● Task brief:
Return every line from the one with "pending.push(ResourceKind::Services.as_str());" through the one with "for task in", inclusive, exactly as it appears below.

Records contained in a dataset:
┄┄┄┄┄┄
impl CacheController {
    /// Start watching `source` for the mesh named `mesh_name`.
    ///
    /// Must be called from within a Tokio runtime. Processing stops when
    /// `cancel` fires or [`CacheController::shutdown`] is called.
    pub fn start(
        mesh_name: impl Into<String>,
        source: Arc<dyn WatchSource>,
        settings: &CacheSettings,
        cancel: CancellationToken,
    ) -> Self {
        let (membership, membership_rx) = mpsc::unbounded_channel();
        let controller = Self {
            inner: Arc::new(ControllerInner {
                mesh_name: mesh_name.into(),
                cache: RwLock::new(ClusterCache::default()),
                announcements: Announcements::new(settings.announcement_buffer),
                namespaces_synced: watch::channel(false).0,
                services_synced: watch::channel(false).0,
                membership,
                cancel,
                tasks: std::sync::Mutex::new(Vec::new()),
            }),
        };

        let namespaces = tokio::spawn({
            let controller = controller.clone();
            let stream = source.watch_namespaces();
            async move { controller.process_namespaces(stream).await }
        });
        let services = tokio::spawn({
            let controller = controller.clone();
            let stream = source.watch_services();
            async move { controller.process_services(stream, membership_rx).await }
        });
        controller.tasks().extend([namespaces, services]);

        info!(mesh_name = %controller.inner.mesh_name, "Resource cache controller started");
        controller
    }

    fn read(&self) -> RwLockReadGuard<'_, ClusterCache> {
        self.inner.cache.read().unwrap_or_else(|poisoned| poisoned.into_inner())
    }

    fn write(&self) -> RwLockWriteGuard<'_, ClusterCache> {
        self.inner.cache.write().unwrap_or_else(|poisoned| poisoned.into_inner())
    }

    fn tasks(&self) -> std::sync::MutexGuard<'_, Vec<JoinHandle<()>>> {
        self.inner.tasks.lock().unwrap_or_else(|poisoned| poisoned.into_inner())
    }

    pub fn mesh_name(&self) -> &str {
        &self.inner.mesh_name
    }

    /// Whether `name` is cached and labelled for this mesh.
    pub fn is_monitored_namespace(&self, name: &str) -> bool {
        self.read().is_monitored(name, &self.inner.mesh_name)
    }

    /// Any cached namespace, monitored or not.
    pub fn get_namespace(&self, name: &str) -> Option<Namespace> {
        self.read().namespaces.get(name).cloned()
    }

    /// Names of monitored namespaces, sorted.
    ///
    /// Only authoritative once [`CacheController::is_synced`] is true.
    pub fn list_monitored_namespaces(&self) -> Vec<String> {
        let mesh_name = &self.inner.mesh_name;
        self.read()
            .namespaces
            .values()
            .filter(|ns| ns.is_monitored_by(mesh_name))
            .map(|ns| ns.name().to_string())
            .collect()
    }

    /// The service, if its namespace is monitored.
    pub fn get_service(&self, mesh_service: &MeshService) -> Option<Service> {
        let cache = self.read();
        if !cache.is_monitored(&mesh_service.namespace, &self.inner.mesh_name) {
            return None;
        }
        let key = (mesh_service.namespace.clone(), mesh_service.name.clone());
        cache.services.get(&key).cloned()
    }

    /// Every service in a monitored namespace, ordered by namespace and name.
    ///
    /// Only authoritative once [`CacheController::is_synced`] is true.
    pub fn list_services(&self) -> Vec<Service> {
        let cache = self.read();
        cache
            .services
            .values()
            .filter(|svc| cache.is_monitored(svc.namespace(), &self.inner.mesh_name))
            .cloned()
            .collect()
    }

    /// Services of one namespace; empty if the namespace is not monitored.
    pub fn list_services_in_namespace(&self, namespace: &str) -> Vec<Service> {
        let cache = self.read();
        if !cache.is_monitored(namespace, &self.inner.mesh_name) {
            return Vec::new();
        }
        cache.services_in(namespace).cloned().collect()
    }

    /// Subscribe to add/update/delete announcements for `kind`.
    ///
    /// The receiver has a bounded queue. Not draining it stalls publication
    /// for this kind only.
    pub fn get_announcements_channel(&self, kind: ResourceKind) -> mpsc::Receiver<Announcement> {
        self.inner.announcements.subscribe(kind)
    }

    /// Whether the initial listing of every kind has been applied.
    pub fn is_synced(&self) -> bool {
        *self.inner.namespaces_synced.borrow() && *self.inner.services_synced.borrow()
    }

    /// Wait until the initial listing of every kind has been applied.
    pub async fn wait_for_cache_sync(&self, timeout: Duration) -> Result<(), SyncTimeoutError> {
        let mut namespaces = self.inner.namespaces_synced.subscribe();
        let mut services = self.inner.services_synced.subscribe();

        let waited = tokio::time::timeout(timeout, async {
            // The senders live as long as the controller, so these only
            // return once the flag is set.
            let _ = namespaces.wait_for(|synced| *synced).await;
            let _ = services.wait_for(|synced| *synced).await;
        })
        .await;

        if waited.is_ok() && self.is_synced() {
            debug!("Resource cache synced");
            return Ok(());
        }

        let mut pending = Vec::new();
        if !*self.inner.namespaces_synced.borrow() {
            pending.push(ResourceKind::Namespaces.as_str());
        }
        if !*self.inner.services_synced.borrow() {
            pending.push(ResourceKind::Services.as_str());
        }
        let err = SyncTimeoutError { kinds: pending.join(", "), timeout };
        log_error(ErrorCode::CacheSyncTimeout, &err, "Resource cache failed to sync");
        Err(err)
    }

    /// Stop processing. In-flight events finish; no announcement is published
    /// afterwards. The cache keeps its last contents.
    pub async fn shutdown(&self) {
        self.inner.cancel.cancel();
        let tasks: Vec<_> = self.tasks().drain(..).collect();
        for task in tasks {
            let _ = task.await;
        }
        info!(mesh_name = %self.inner.mesh_name, "Resource cache controller stopped");
    }

    async fn publish(&self, announcement: Announcement) {
        let bus = self.inner.announcements.bus(announcement.kind);
        bus.publish(announcement, &self.inner.cancel).await;
    }

    // ------------------------------------------------------------------------
    // Namespaces
    // ------------------------------------------------------------------------

    async fn process_namespaces(
        &self,
        mut stream: futures::stream::BoxStream<'static, WatchEvent<Namespace>>,
    ) {
        // Names seen during the current listing, if one is in progress.
        let mut listing: Option<BTreeSet<String>> = None;

        loop {
            let event = tokio::select! {
                biased;
                _ = self.inner.cancel.cancelled() => break,
                event = stream.next() => match event {
                    Some(event) => event,
                    None => break,
                },
            };

            match event {
                WatchEvent::Init => listing = Some(BTreeSet::new()),
                WatchEvent::InitApply(ns) => {
                    if let Some(seen) = listing.as_mut() {
                        seen.insert(ns.name().to_string());
                    }
                    self.apply_namespace(ns).await;
                }
                WatchEvent::InitDone => {
                    let seen = listing.take().unwrap_or_default();
                    let stale: Vec<Namespace> = self
                        .read()
                        .namespaces
                        .values()
                        .filter(|ns| !seen.contains(ns.name()))
                        .cloned()
                        .collect();
                    for ns in stale {
                        self.delete_namespace(ns).await;
                    }
                    self.inner.namespaces_synced.send_replace(true);
                    debug!("Namespace listing applied");
                }
                WatchEvent::Apply(ns) => self.apply_namespace(ns).await,
                WatchEvent::Delete(ns) => self.delete_namespace(ns).await,
            }
        }
        debug!("Namespace processing stopped");
    }

    async fn apply_namespace(&self, ns: Namespace) {
        let mesh_name = &self.inner.mesh_name;
        let now_monitored = ns.is_monitored_by(mesh_name);

        let (previous, was_monitored) = {
            let mut cache = self.write();
            let was_monitored = cache.is_monitored(ns.name(), mesh_name);
            let previous = cache.namespaces.insert(ns.name().to_string(), ns.clone());
            if was_monitored != now_monitored {
                let name = ns.name().to_string();
                self.hand_off(if now_monitored {
                    Membership::Joined(name)
                } else {
                    Membership::Left(name)
                });
            }
            (previous, was_monitored)
        };

        if was_monitored != now_monitored {
            info!(
                namespace = %ns.name(),
                monitored = now_monitored,
                "Namespace mesh membership changed"
            );
        }

        let announcement = match (previous, was_monitored, now_monitored) {
            (Some(old), true, true) if old != ns => {
                Some(Announcement::updated(ResourceKind::Namespaces, old, ns))
            }
            (_, false, true) => Some(Announcement::added(ResourceKind::Namespaces, ns)),
            (Some(old), true, false) => Some(Announcement::deleted(ResourceKind::Namespaces, old)),
            _ => None,
        };
        if let Some(announcement) = announcement {
            self.publish(announcement).await;
        }
    }

    async fn delete_namespace(&self, ns: Namespace) {
        let (removed, was_monitored) = {
            let mut cache = self.write();
            let was_monitored = cache.is_monitored(ns.name(), &self.inner.mesh_name);
            let removed = cache.namespaces.remove(ns.name());
            if was_monitored {
                self.hand_off(Membership::Left(ns.name().to_string()));
            }
            (removed, was_monitored)
        };

        let Some(removed) = removed else { return };
        debug!(namespace = %removed.name(), "Namespace removed from cache");

        if was_monitored {
            self.publish(Announcement::deleted(ResourceKind::Namespaces, removed)).await;
        }
    }

    /// Sent under the cache write lock, so changes queue in the order they
    /// were applied.
    fn hand_off(&self, change: Membership) {
        // The receiver only goes away with the service task, after shutdown.
        let _ = self.inner.membership.send(change);
    }

    // ------------------------------------------------------------------------
    // Services
    // ------------------------------------------------------------------------

    async fn process_services(
        &self,
        mut stream: futures::stream::BoxStream<'static, WatchEvent<Service>>,
        mut membership: mpsc::UnboundedReceiver<Membership>,
    ) {
        let mut listing: Option<BTreeSet<ServiceKey>> = None;
        // Namespaces whose services this task currently announces.
        let mut members: BTreeSet<String> = BTreeSet::new();

        loop {
            let event = tokio::select! {
                biased;
                _ = self.inner.cancel.cancelled() => break,
                Some(change) = membership.recv() => {
                    self.apply_membership(change, &mut members).await;
                    continue;
                }
                event = stream.next() => match event {
                    Some(event) => event,
                    None => break,
                },
            };

            match event {
                WatchEvent::Init => listing = Some(BTreeSet::new()),
                WatchEvent::InitApply(svc) => {
                    if let Some(seen) = listing.as_mut() {
                        seen.insert(service_key(&svc));
                    }
                    self.apply_service(svc, &members).await;
                }
                WatchEvent::InitDone => {
                    let seen = listing.take().unwrap_or_default();
                    let stale: Vec<Service> = self
                        .read()
                        .services
                        .iter()
                        .filter(|(key, _)| !seen.contains(*key))
                        .map(|(_, svc)| svc.clone())
                        .collect();
                    for svc in stale {
                        self.delete_service(svc, &members).await;
                    }
                    self.inner.services_synced.send_replace(true);
                    debug!("Service listing applied");
                }
                WatchEvent::Apply(svc) => self.apply_service(svc, &members).await,
                WatchEvent::Delete(svc) => self.delete_service(svc, &members).await,
            }
        }
        debug!("Service processing stopped");
    }

    async fn apply_membership(&self, change: Membership, members: &mut BTreeSet<String>) {
        let (namespace, joined) = match change {
            Membership::Joined(name) => (name, true),
            Membership::Left(name) => (name, false),
        };
        let changed =
            if joined { members.insert(namespace.clone()) } else { members.remove(&namespace) };
        if !changed {
            return;
        }

        let derived: Vec<Announcement> = self
            .read()
            .services_in(&namespace)
            .map(|svc| {
                if joined {
                    Announcement::added(ResourceKind::Services, svc.clone())
                } else {
                    Announcement::deleted(ResourceKind::Services, svc.clone())
                }
            })
            .collect();
        debug!(namespace = %namespace, joined, services = derived.len(), "Services re-announced");

        for announcement in derived {
            self.publish(announcement).await;
        }
    }

    async fn apply_service(&self, svc: Service, members: &BTreeSet<String>) {
        let announced = members.contains(svc.namespace());
        let announcement = {
            let mut cache = self.write();
            let previous = cache.services.insert(service_key(&svc), svc.clone());
            if !announced {
                None
            } else {
                match previous {
                    Some(old) if old == svc => None,
                    Some(old) => Some(Announcement::updated(ResourceKind::Services, old, svc)),
                    None => Some(Announcement::added(ResourceKind::Services, svc)),
                }
            }
        };

        if let Some(announcement) = announcement {
            self.publish(announcement).await;
        }
    }

    async fn delete_service(&self, svc: Service, members: &BTreeSet<String>) {
        let announced = members.contains(svc.namespace());
        let removed = self.write().services.remove(&service_key(&svc));
        let announcement = removed
            .filter(|_| announced)
            .map(|old| Announcement::deleted(ResourceKind::Services, old));

        if let Some(announcement) = announcement {
            self.publish(announcement).await;
        }
    }
}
┄┄┄┄┄┄
● Solution to this problem:
            pending.push(ResourceKind::Services.as_str());
        }
        let err = SyncTimeoutError { kinds: pending.join(", "), timeout };
        log_error(ErrorCode::CacheSyncTimeout, &err, "Resource cache failed to sync");
        Err(err)
    }

    /// Stop processing. In-flight events finish; no announcement is published
    /// afterwards. The cache keeps its last contents.
    pub async fn shutdown(&self) {
        self.inner.cancel.cancel();
        let tasks: Vec<_> = self.tasks().drain(..).collect();
        for task in tasks {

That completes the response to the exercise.